Mind Over Mood: The Right Foods to Improve Mental Health

by | Happiness

Let’s state the obvious right from the start…

Your diet can have a bigger impact on your overall mental health than you thought.

We usually look at therapy and medication as forms of treating mental health, but several studies have already proven in the last few years that food affects your brain too.

Also, some very smart folks have mentioned stuff along the way…

Thomas Edison on the future of disease prevention and nutrition - Andrea Bahamondes

But, how does this happen? How are your gut and brain connected?

Great question…

The connection between your gut and brain [The Gut-Brain Axis]

Turns out these two, your gut and your brain, have a complicated relationship, but I guess science has made it very clear:

What you eat has a direct impact on your brain chemistry.

This means that certain nutrients support your brain function and reduce symptoms like depression and anxiety and, of course, you know what that means, some foods can play against your mental wellness.

But, the fascinating part of all this is the actual connection, for this post, anyways.

Connected by the vagus nerve, your gut and brain can send messages to each other…

  • Your gut can influence your emotions
  • And your brain can affect the type of bacteria living in your gut

Uff… The potential for a very vicious circle here, right?

If you want to learn more about this, I recommend you follow Dr. Uma Naidoo, author of This is Your Brain on Food.

How certain foods can affect your overall mental health

The main concern is how society depends heavily on processed foods.

A diet high in processed foods and sugars can lead to…

  • Inflammation
  • Oxidative stress
  • Imbalanced gut bacteria

All of them are directly linked to poor mental health.

The problem is they are responsible for triggering Dopamine in your brain, which is associated with the Brain Reward System.

According to Simply Psychology, “When exposed to a stimulus which is rewarding, the brain responds by releasing an increased amount of dopamine, the main neurotransmitter associated with rewards and pleasure.”

Unhealthy diet > Cravings/Addiction > Dopamine > Mental Health > Emotional Behavior

Say hello to Mindful Eating

Mindful Eating - Andrea Bahamondes

Are you a mindless eater?

Let’s be honest, many of us are. We consume food without paying attention to what, how, and why we are eating it. This can contribute to many negative mental health outcomes.

The solution to this is Mindful Eating, besides being a trendy term, is the art of caring and appreciating what we eat.

It involves paying full attention to the act of eating without distractions, slow eating, savoring each bite, and being fully present in the moment.

You can also care more about your ingredients, their sources, and how they are prepared. The point is that it helps you become more aware of your body’s needs and desires.
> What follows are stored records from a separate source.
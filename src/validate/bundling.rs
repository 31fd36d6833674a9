//! Curvature offsets that fan out edges sharing the same ordered endpoints.

use indexmap::IndexMap;
use serde_json::Value;

use crate::model::{ConceptGraph, EdgeId, attr};

use super::problems::parallel_buckets;

/// Symmetric offsets centered at zero: `n = 3` gives `[-step, 0, step]`.
pub fn symmetric_offsets(n: usize, step: f64) -> Vec<f64> {
	let center = (n as f64 - 1.0) / 2.0;
	(0..n).map(|i| (i as f64 - center) * step).collect()
}

/// Offset for every edge, in edge order within each bucket.
pub fn edge_offsets(graph: &ConceptGraph, step: f64) -> IndexMap<EdgeId, f64> {
	let mut offsets = IndexMap::with_capacity(graph.edge_count());
	for ids in parallel_buckets(graph).into_values() {
		let spread = symmetric_offsets(ids.len(), step);
		for (id, offset) in ids.into_iter().zip(spread) {
			offsets.insert(id.clone(), offset);
		}
	}
	offsets
}

/// Write the offsets into each edge's `curve-offset` attribute; returns how many changed.
///
/// A zero offset is stored as an absent attribute, so edges outside a parallel
/// bucket keep exactly the attributes they were given.
pub fn apply_offsets(graph: &mut ConceptGraph, step: f64) -> usize {
	let mut changed = 0;
	for (id, offset) in edge_offsets(graph, step) {
		let value = if offset == 0.0 {
			Value::Null
		} else {
			Value::from(offset)
		};
		if matches!(graph.set_attr(&id, attr::CURVE_OFFSET, value), Ok(true)) {
			changed += 1;
		}
	}
	changed
}

#[cfg(test)]
mod tests {
	use super::*;
	use crate::model::{Edge, Node};

	#[test]
	fn offsets_are_symmetric_around_zero() {
		let s = 10.0;
		assert_eq!(symmetric_offsets(0, s), Vec::<f64>::new());
		assert_eq!(symmetric_offsets(1, s), [0.0]);
		assert_eq!(symmetric_offsets(2, s), [-5.0, 5.0]);
		assert_eq!(symmetric_offsets(3, s), [-10.0, 0.0, 10.0]);
		assert_eq!(symmetric_offsets(4, s), [-15.0, -5.0, 5.0, 15.0]);
	}

	#[test]
	fn buckets_are_direction_sensitive() {
		let mut g = ConceptGraph::new();
		g.add_node(Node::new("A", "")).unwrap();
		g.add_node(Node::new("B", "")).unwrap();
		g.insert_edge(Edge::new("ab1", "A", "B", "")).unwrap();
		g.insert_edge(Edge::new("ba", "B", "A", "")).unwrap();
		g.insert_edge(Edge::new("ab2", "A", "B", "")).unwrap();

		let offsets = edge_offsets(&g, 20.0);
		assert_eq!(offsets["ab1"], -10.0);
		assert_eq!(offsets["ab2"], 10.0);
		assert_eq!(offsets["ba"], 0.0);
	}

	#[test]
	fn apply_only_touches_changed_edges() {
		let mut g = ConceptGraph::new();
		g.add_node(Node::new("A", "")).unwrap();
		g.add_node(Node::new("B", "")).unwrap();
		g.insert_edge(Edge::new("e1", "A", "B", "")).unwrap();
		assert_eq!(apply_offsets(&mut g, 20.0), 0);
		assert!(g.edge("e1").unwrap().attrs.is_empty());

		g.insert_edge(Edge::new("e2", "A", "B", "")).unwrap();
		assert_eq!(apply_offsets(&mut g, 20.0), 2);
		assert_eq!(g.edge("e1").unwrap().attr_f64(attr::CURVE_OFFSET), Some(-10.0));

		assert_eq!(apply_offsets(&mut g, 20.0), 0);

		g.remove_edge("e2").unwrap();
		assert_eq!(apply_offsets(&mut g, 20.0), 1);
		assert_eq!(g.edge("e1").unwrap().attr_f64(attr::CURVE_OFFSET), None);
	}

	#[test]
	fn single_edges_keep_their_document_attributes() {
		let text = r##"{"elements":[
			{"group":"nodes","data":{"id":"A","label":"a"},"position":{"x":0,"y":0}},
			{"group":"nodes","data":{"id":"B","label":"b"},"position":{"x":1,"y":0}},
			{"group":"edges","data":{"id":"e","source":"A","target":"B","label":"r","line-color":"#333"}}
		]}"##;
		let mut g = crate::storage::import(text).unwrap();
		let before = crate::storage::export(&g).unwrap();
		assert_eq!(apply_offsets(&mut g, 20.0), 0);
		assert_eq!(crate::storage::export(&g).unwrap(), before);
	}
}
use leptos::prelude::*;

use crate::session::EditorSession;

/// Headline and detail for the element under the pointer, drawn just below
/// and to the right of it.
#[component]
pub fn InfoBubble() -> impl IntoView {
	let session = EditorSession::expect();

	move || {
		session.hover.get().map(|info| {
			let style = format!("left: {}px; top: {}px;", info.x + 12.0, info.y + 12.0);
			view! {
				<div class="info-bubble" style=style>
					<div class="info-headline">{info.headline}</div>
					{info.detail.map(|d| view! { <div class="info-detail">{d}</div> })}
				</div>
			}
		})
	}
}
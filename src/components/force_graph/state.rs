use std::collections::{HashMap, HashSet};
use std::f64::consts::PI;

use force_graph::{DefaultNodeIdx, EdgeData, ForceGraph, NodeData, SimulationParameters};

use super::types::{EdgeInfo, NodeInfo};
use crate::config::SimulationConfig;
use crate::layout::Routing;
use crate::model::{ConceptGraph, NodeId, Position};

const COLORS: &[&str] = &[
	"#1f77b4", "#ff7f0e", "#2ca02c", "#d62728", "#9467bd", "#8c564b", "#e377c2", "#7f7f7f",
	"#bcbd22", "#17becf",
];

pub const NODE_RADIUS: f64 = 14.0;
pub const HIT_RADIUS: f64 = 18.0;
/// Pointer travel, in pixels, before a press turns into a drag.
pub const DRAG_THRESHOLD: f64 = 3.0;

#[derive(Clone, Debug, Default)]
pub struct ViewTransform {
	pub x: f64,
	pub y: f64,
	pub k: f64,
}

#[derive(Clone, Debug, Default)]
pub struct DragState {
	pub active: bool,
	pub moved: bool,
	pub node_idx: Option<DefaultNodeIdx>,
	pub start_x: f64,
	pub start_y: f64,
	pub node_start_x: f32,
	pub node_start_y: f32,
}

#[derive(Clone, Debug, Default)]
pub struct PanState {
	pub active: bool,
	pub moved: bool,
	pub start_x: f64,
	pub start_y: f64,
	pub transform_start_x: f64,
	pub transform_start_y: f64,
}

#[derive(Clone, Debug, Default)]
pub struct HoverState {
	pub node: Option<DefaultNodeIdx>,
	pub neighbors: HashSet<DefaultNodeIdx>,
	pub highlight_t: f64,
	pub prev_node: Option<DefaultNodeIdx>,
	pub prev_neighbors: HashSet<DefaultNodeIdx>,
	delay_t: f64,
}

pub struct ForceGraphState {
	pub graph: ForceGraph<NodeInfo, ()>,
	pub edges: Vec<EdgeInfo>,
	index: HashMap<NodeId, DefaultNodeIdx>,
	pub transform: ViewTransform,
	pub drag: DragState,
	pub pan: PanState,
	pub hover: HoverState,
	/// Edge whose label is under the pointer, when no node is.
	pub hovered_edge: Option<String>,
	pub width: f64,
	pub height: f64,
	pub animation_running: bool,
	pub flow_time: f64,
	pub routing: Routing,
	pub selected: Option<String>,
	pub connect_source: Option<String>,
}

fn parameters(sim: &SimulationConfig) -> SimulationParameters {
	SimulationParameters {
		force_charge: sim.force_charge,
		force_spring: sim.force_spring,
		force_max: sim.force_max,
		node_speed: sim.node_speed,
		damping_factor: sim.damping_factor,
	}
}

impl ForceGraphState {
	pub fn new(model: &ConceptGraph, sim: &SimulationConfig, width: f64, height: f64) -> Self {
		let mut state = Self {
			graph: ForceGraph::new(parameters(sim)),
			edges: Vec::new(),
			index: HashMap::new(),
			transform: ViewTransform {
				x: width / 2.0,
				y: height / 2.0,
				k: 1.0,
			},
			drag: DragState::default(),
			pan: PanState::default(),
			hover: HoverState::default(),
			hovered_edge: None,
			width,
			height,
			animation_running: true,
			flow_time: 0.0,
			routing: Routing::default(),
			selected: None,
			connect_source: None,
		};
		state.sync(model, sim, false);
		state
	}

	/// Rebuild the simulation from the model.
	///
	/// With `keep_simulated` the nodes that already exist keep their simulated
	/// positions; otherwise every node starts from its model position.
	pub fn sync(&mut self, model: &ConceptGraph, sim: &SimulationConfig, keep_simulated: bool) {
		let previous: HashMap<NodeId, (f32, f32, bool)> = if keep_simulated {
			let mut prev = HashMap::new();
			self.graph.visit_nodes(|node| {
				prev.insert(
					node.data.user_data.id.clone(),
					(node.x(), node.y(), node.data.is_anchor),
				);
			});
			prev
		} else {
			HashMap::new()
		};

		let hovered = self.hovered_id();
		let mut graph = ForceGraph::new(parameters(sim));
		let mut index = HashMap::new();
		let count = model.node_count().max(1);

		for (i, node) in model.nodes().enumerate() {
			let (x, y, is_anchor) = match previous.get(&node.id) {
				Some(&p) => p,
				None if node.position != Position::default() || count == 1 => {
					(node.position.x as f32, node.position.y as f32, false)
				}
				None => {
					// unplaced nodes start on a circle so the springs can untangle them
					let angle = (i as f64) * 2.0 * PI / count as f64;
					((100.0 * angle.cos()) as f32, (100.0 * angle.sin()) as f32, false)
				}
			};
			let idx = graph.add_node(NodeData {
				x,
				y,
				mass: 10.0,
				is_anchor,
				user_data: NodeInfo::from_model(node, COLORS[i % COLORS.len()]),
			});
			index.insert(node.id.clone(), idx);
		}

		let mut springs = HashSet::new();
		let mut edges = Vec::with_capacity(model.edge_count());
		for edge in model.edges() {
			if let (Some(&src), Some(&tgt)) = (index.get(&edge.source), index.get(&edge.target)) {
				// one spring per unordered pair; loops pull on nothing
				let pair = if src < tgt { (src, tgt) } else { (tgt, src) };
				if src != tgt && springs.insert(pair) {
					graph.add_edge(src, tgt, EdgeData::default());
				}
				edges.push(EdgeInfo::from_model(edge, src, tgt));
			}
		}

		self.graph = graph;
		self.edges = edges;
		self.index = index;
		self.drag = DragState::default();
		self.hover = HoverState::default();
		if let Some(id) = hovered {
			self.set_hover(self.node_index(&id));
		}
		let edges = &self.edges;
		self.hovered_edge = self
			.hovered_edge
			.take()
			.filter(|id| edges.iter().any(|e| &e.id == id));
	}

	/// Id of the hovered node, or failing that the hovered edge label.
	pub fn hover_target(&self) -> Option<String> {
		self.hovered_id().or_else(|| self.hovered_edge.clone())
	}

	/// Screen position of a node centre or an edge label, under the current view.
	pub fn screen_anchor(&self, id: &str) -> Option<(f64, f64)> {
		let positions = self.positions();
		let (gx, gy) = match self.node_index(id) {
			Some(idx) => *positions.get(&idx)?,
			None => {
				let edge = self.edges.iter().find(|e| e.id == id)?;
				self.label_anchor(edge, &positions)?
			}
		};
		Some(self.graph_to_screen(gx, gy))
	}

	fn hovered_id(&self) -> Option<NodeId> {
		let idx = self.hover.node?;
		let mut found = None;
		self.graph.visit_nodes(|node| {
			if node.index() == idx {
				found = Some(node.data.user_data.id.clone());
			}
		});
		found
	}

	pub fn node_index(&self, id: &str) -> Option<DefaultNodeIdx> {
		self.index.get(id).copied()
	}

	/// Current simulated positions keyed by node index.
	pub fn positions(&self) -> HashMap<DefaultNodeIdx, (f64, f64)> {
		let mut out = HashMap::with_capacity(self.index.len());
		self.graph.visit_nodes(|node| {
			out.insert(node.index(), (node.x() as f64, node.y() as f64));
		});
		out
	}

	/// Current simulated positions in model terms, for writing back.
	pub fn model_positions(&self) -> Vec<(NodeId, Position)> {
		let mut out = Vec::with_capacity(self.index.len());
		self.graph.visit_nodes(|node| {
			out.push((
				node.data.user_data.id.clone(),
				Position::new(node.x() as f64, node.y() as f64),
			));
		});
		out
	}

	pub fn node_id(&self, idx: DefaultNodeIdx) -> Option<NodeId> {
		self.index
			.iter()
			.find(|(_, i)| **i == idx)
			.map(|(id, _)| id.clone())
	}

	pub fn screen_to_graph(&self, sx: f64, sy: f64) -> (f64, f64) {
		(
			(sx - self.transform.x) / self.transform.k,
			(sy - self.transform.y) / self.transform.k,
		)
	}

	pub fn graph_to_screen(&self, gx: f64, gy: f64) -> (f64, f64) {
		(
			gx * self.transform.k + self.transform.x,
			gy * self.transform.k + self.transform.y,
		)
	}

	pub fn node_at_position(&self, sx: f64, sy: f64) -> Option<DefaultNodeIdx> {
		let (gx, gy) = self.screen_to_graph(sx, sy);
		let mut found = None;
		self.graph.visit_nodes(|node| {
			let (dx, dy) = (node.x() as f64 - gx, node.y() as f64 - gy);
			// HIT_RADIUS is in world-space, scales with zoom like nodes
			if (dx * dx + dy * dy).sqrt() < HIT_RADIUS {
				found = Some(node.index());
			}
		});
		found
	}

	/// The edge whose label anchor is under the pointer.
	pub fn edge_at_position(&self, sx: f64, sy: f64) -> Option<String> {
		let (gx, gy) = self.screen_to_graph(sx, sy);
		let positions = self.positions();
		self.edges
			.iter()
			.filter_map(|edge| {
				let (lx, ly) = self.label_anchor(edge, &positions)?;
				let d = ((lx - gx).powi(2) + (ly - gy).powi(2)).sqrt();
				(d < HIT_RADIUS).then_some((d, edge))
			})
			.min_by(|a, b| a.0.total_cmp(&b.0))
			.map(|(_, edge)| edge.id.clone())
	}

	/// World position of an edge's label for the current routing.
	pub fn label_anchor(
		&self,
		edge: &EdgeInfo,
		positions: &HashMap<DefaultNodeIdx, (f64, f64)>,
	) -> Option<(f64, f64)> {
		let &(x1, y1) = positions.get(&edge.source)?;
		let &(x2, y2) = positions.get(&edge.target)?;
		if edge.is_self_loop() {
			let (cx, cy, r) = loop_circle(x1, y1, edge);
			return Some((cx, cy - r));
		}
		let (mx, my) = ((x1 + x2) / 2.0, (y1 + y2) / 2.0);
		Some(match self.routing {
			Routing::Straight => (mx, my),
			Routing::Curved => {
				let (nx, ny) = normal(x1, y1, x2, y2);
				(mx + nx * edge.offset, my + ny * edge.offset)
			}
			Routing::Orth => (mx + edge.offset, my),
		})
	}

	pub fn set_hover(&mut self, node: Option<DefaultNodeIdx>) {
		if self.hover.node == node {
			return;
		}
		let was_hovering = self.hover.node.is_some();

		// Save previous state for fade-out
		if was_hovering && node.is_none() {
			self.hover.prev_node = self.hover.node.take();
			self.hover.prev_neighbors = std::mem::take(&mut self.hover.neighbors);
		} else {
			self.hover.prev_node = None;
			self.hover.prev_neighbors.clear();
		}

		self.hover.node = node;
		self.hover.neighbors.clear();

		if let Some(idx) = node {
			if !was_hovering {
				self.hover.delay_t = 0.0;
			}
			for edge in &self.edges {
				if edge.source == idx {
					self.hover.neighbors.insert(edge.target);
				} else if edge.target == idx {
					self.hover.neighbors.insert(edge.source);
				}
			}
		}
	}

	pub fn is_highlighted(&self, idx: DefaultNodeIdx) -> bool {
		self.hover.node == Some(idx)
			|| self.hover.neighbors.contains(&idx)
			|| self.hover.prev_node == Some(idx)
			|| self.hover.prev_neighbors.contains(&idx)
	}

	pub fn is_hovered(&self, idx: DefaultNodeIdx) -> bool {
		self.hover.node == Some(idx) || self.hover.prev_node == Some(idx)
	}

	pub fn has_active_highlight(&self) -> bool {
		self.hover.node.is_some() || self.hover.prev_node.is_some()
	}

	pub fn tick(&mut self, dt: f32) {
		if self.animation_running {
			self.graph.update(dt);
		}
		self.flow_time += dt as f64;

		let (target, delay, speed) = if self.hover.node.is_some() {
			(1.0, 0.08, 1.8)
		} else {
			(0.0, 0.0, 1.26)
		};

		if self.hover.node.is_some() {
			self.hover.delay_t = (self.hover.delay_t + dt as f64).min(delay);
			if self.hover.delay_t >= delay {
				self.hover.highlight_t += (target - self.hover.highlight_t) * speed * dt as f64;
			}
		} else {
			self.hover.highlight_t += (target - self.hover.highlight_t) * speed * dt as f64;
			if self.hover.highlight_t < 0.01 {
				self.hover.highlight_t = 0.0;
				self.hover.prev_node = None;
				self.hover.prev_neighbors.clear();
			}
		}
	}

	pub fn resize(&mut self, width: f64, height: f64) {
		self.width = width;
		self.height = height;
	}
}

/// Unit normal to the segment, pointing left of the direction of travel.
pub fn normal(x1: f64, y1: f64, x2: f64, y2: f64) -> (f64, f64) {
	let (dx, dy) = (x2 - x1, y2 - y1);
	let len = (dx * dx + dy * dy).sqrt();
	if len < 0.001 {
		return (0.0, -1.0);
	}
	(-dy / len, dx / len)
}

/// Circle a self-loop is drawn on, sitting on top of its node.
///
/// Loops in the same bucket nest by growing with their offset.
pub fn loop_circle(x: f64, y: f64, edge: &EdgeInfo) -> (f64, f64, f64) {
	let r = NODE_RADIUS * 0.8 + edge.offset.abs() * 0.5;
	(x, y - NODE_RADIUS - r * 0.6, r)
}

#[cfg(test)]
mod tests {
	use super::*;
	use crate::model::{Edge, Node};

	fn model() -> ConceptGraph {
		let mut g = ConceptGraph::new();
		g.add_node(Node::new("A", "a").at(-50.0, 0.0)).unwrap();
		g.add_node(Node::new("B", "b").at(50.0, 0.0)).unwrap();
		g.insert_edge(Edge::new("ab1", "A", "B", "")).unwrap();
		g.insert_edge(Edge::new("ab2", "A", "B", "")).unwrap();
		g.insert_edge(Edge::new("aa", "A", "A", "")).unwrap();
		g
	}

	#[test]
	fn screen_anchor_follows_pan_and_zoom() {
		let mut state = ForceGraphState::new(&model(), &SimulationConfig::default(), 800.0, 600.0);
		assert_eq!(state.screen_anchor("A"), Some((350.0, 300.0)));
		assert_eq!(state.screen_anchor("ab2"), Some((400.0, 300.0)));

		state.transform.x += 30.0;
		state.transform.k = 2.0;
		assert_eq!(state.screen_anchor("A"), Some((330.0, 300.0)));
		assert_eq!(state.screen_anchor("B"), Some((530.0, 300.0)));
		assert_eq!(state.screen_anchor("missing"), None);
	}

	#[test]
	fn hovered_edge_is_dropped_when_it_leaves_the_model() {
		let mut g = model();
		let sim = SimulationConfig::default();
		let mut state = ForceGraphState::new(&g, &sim, 800.0, 600.0);
		state.hovered_edge = Some("ab1".into());
		assert_eq!(state.hover_target().as_deref(), Some("ab1"));

		state.sync(&g, &sim, true);
		assert_eq!(state.hovered_edge.as_deref(), Some("ab1"));
		g.remove_edge("ab1").unwrap();
		state.sync(&g, &sim, true);
		assert_eq!(state.hover_target(), None);

		state.set_hover(state.node_index("B"));
		assert_eq!(state.hover_target().as_deref(), Some("B"));
	}

	#[test]
	fn sync_mirrors_model_elements() {
		let state = ForceGraphState::new(&model(), &SimulationConfig::default(), 800.0, 600.0);
		assert_eq!(state.edges.len(), 3);
		assert!(state.edges[2].is_self_loop());
		let a = state.node_index("A").unwrap();
		assert_eq!(state.positions()[&a], (-50.0, 0.0));
		assert_eq!(state.node_id(a).as_deref(), Some("A"));
	}

	#[test]
	fn screen_and_graph_coordinates_invert() {
		let mut state = ForceGraphState::new(&model(), &SimulationConfig::default(), 800.0, 600.0);
		state.transform.k = 2.0;
		let (sx, sy) = state.graph_to_screen(-50.0, 0.0);
		assert_eq!(state.screen_to_graph(sx, sy), (-50.0, 0.0));
		assert_eq!(state.node_at_position(sx, sy), state.node_index("A"));
	}

	#[test]
	fn curved_label_anchor_follows_offset() {
		let mut g = model();
		g.set_attr("ab1", "curve-offset", serde_json::json!(-10.0)).unwrap();
		let state = ForceGraphState::new(&g, &SimulationConfig::default(), 800.0, 600.0);
		let positions = state.positions();
		// A -> B runs along +x, so the left normal is +y
		assert_eq!(state.label_anchor(&state.edges[0], &positions), Some((0.0, -10.0)));
		assert_eq!(state.label_anchor(&state.edges[1], &positions), Some((0.0, 0.0)));
		let (sx, sy) = state.graph_to_screen(0.0, -10.0);
		assert_eq!(state.edge_at_position(sx, sy).as_deref(), Some("ab1"));
	}
}
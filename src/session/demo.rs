use crate::model::{ConceptGraph, Edge, GraphResult, Node, attr};

/// Starter map shown in a fresh editor. It deliberately contains one parallel
/// pair and one detached node so the problems panel has something to show.
pub fn seed() -> GraphResult<ConceptGraph> {
	let mut g = ConceptGraph::new();
	let nodes = [
		("map", "Concept map", "#1f77b4", -160.0, 0.0),
		("node", "Node", "#ff7f0e", 0.0, -90.0),
		("edge", "Edge", "#2ca02c", 0.0, 90.0),
		("label", "Label", "#9467bd", 160.0, 0.0),
		("note", "Loose idea", "#7f7f7f", 160.0, 160.0),
	];
	for (id, label, fill, x, y) in nodes {
		g.add_node(Node::new(id, label).at(x, y).with_attr(attr::FILL, fill))?;
	}
	let edges = [
		("d1", "map", "node", "contains"),
		("d2", "map", "edge", "contains"),
		("d3", "node", "label", "has"),
		("d4", "edge", "label", "has"),
		("d5", "edge", "node", "connects"),
		("d6", "edge", "node", "points to"),
	];
	for (id, source, target, label) in edges {
		g.insert_edge(Edge::new(id, source, target, label))?;
	}
	Ok(g)
}
//! Structural validation of a concept map and the matching auto-repairs.

pub mod bundling;
mod problems;
pub mod repair;

pub use problems::{Problem, ProblemKind, Severity, detect, parallel_buckets};
pub use repair::{MergeReport, bridge_components, drop_self_loops, merge_parallel};
use std::collections::VecDeque;
use std::io::BufRead;

use crate::error::InputError;

/// Reads whitespace-separated coordinates from a line-oriented source.
///
/// Tokens may be spread over any number of lines. Non-finite values
/// (`NaN`, `inf`) are rejected like any other non-numeric token.
pub struct CoordinateReader<R> {
    source: R,
    pending: VecDeque<String>,
}

impl<R: BufRead> CoordinateReader<R> {
    #[must_use]
    pub fn new(source: R) -> Self {
        Self {
            source,
            pending: VecDeque::new(),
        }
    }

    /// Returns the next coordinate.
    ///
    /// # Errors
    ///
    /// Returns [`InputError::InvalidNumber`] for a token that is not a finite
    /// number, [`InputError::UnexpectedEof`] when the source is exhausted, and
    /// [`InputError::Io`] if reading fails.
    pub fn next_coordinate(&mut self) -> Result<f64, InputError> {
        let token = self.next_token()?;
        match token.parse::<f64>() {
            Ok(value) if value.is_finite() => Ok(value),
            _ => Err(InputError::InvalidNumber(token)),
        }
    }

    fn next_token(&mut self) -> Result<String, InputError> {
        loop {
            if let Some(token) = self.pending.pop_front() {
                return Ok(token);
            }
            let mut line = String::new();
            if self.source.read_line(&mut line)? == 0 {
                return Err(InputError::UnexpectedEof);
            }
            self.pending
                .extend(line.split_whitespace().map(str::to_owned));
        }
    }
}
How to get started with Mindful Eating

With a bit of clean eating and some journaling, you can change your diet and possibly, your moods and emotional behaviors.

  • Remove all processed foods, sugars, etc. from your diet for a week
  • Little by little, start bringing some of those foods back into your diet
  • Make a note in your journal about how each one of those foods makes you feel
  • Now you can make some long-term decisions

Do you feel like a website undergoing an A/B Split Testing experiment? Good, because that’s pretty much what you’re doing.

All trends and buzzwords aside, simply start paying attention to how eating different foods make you feel.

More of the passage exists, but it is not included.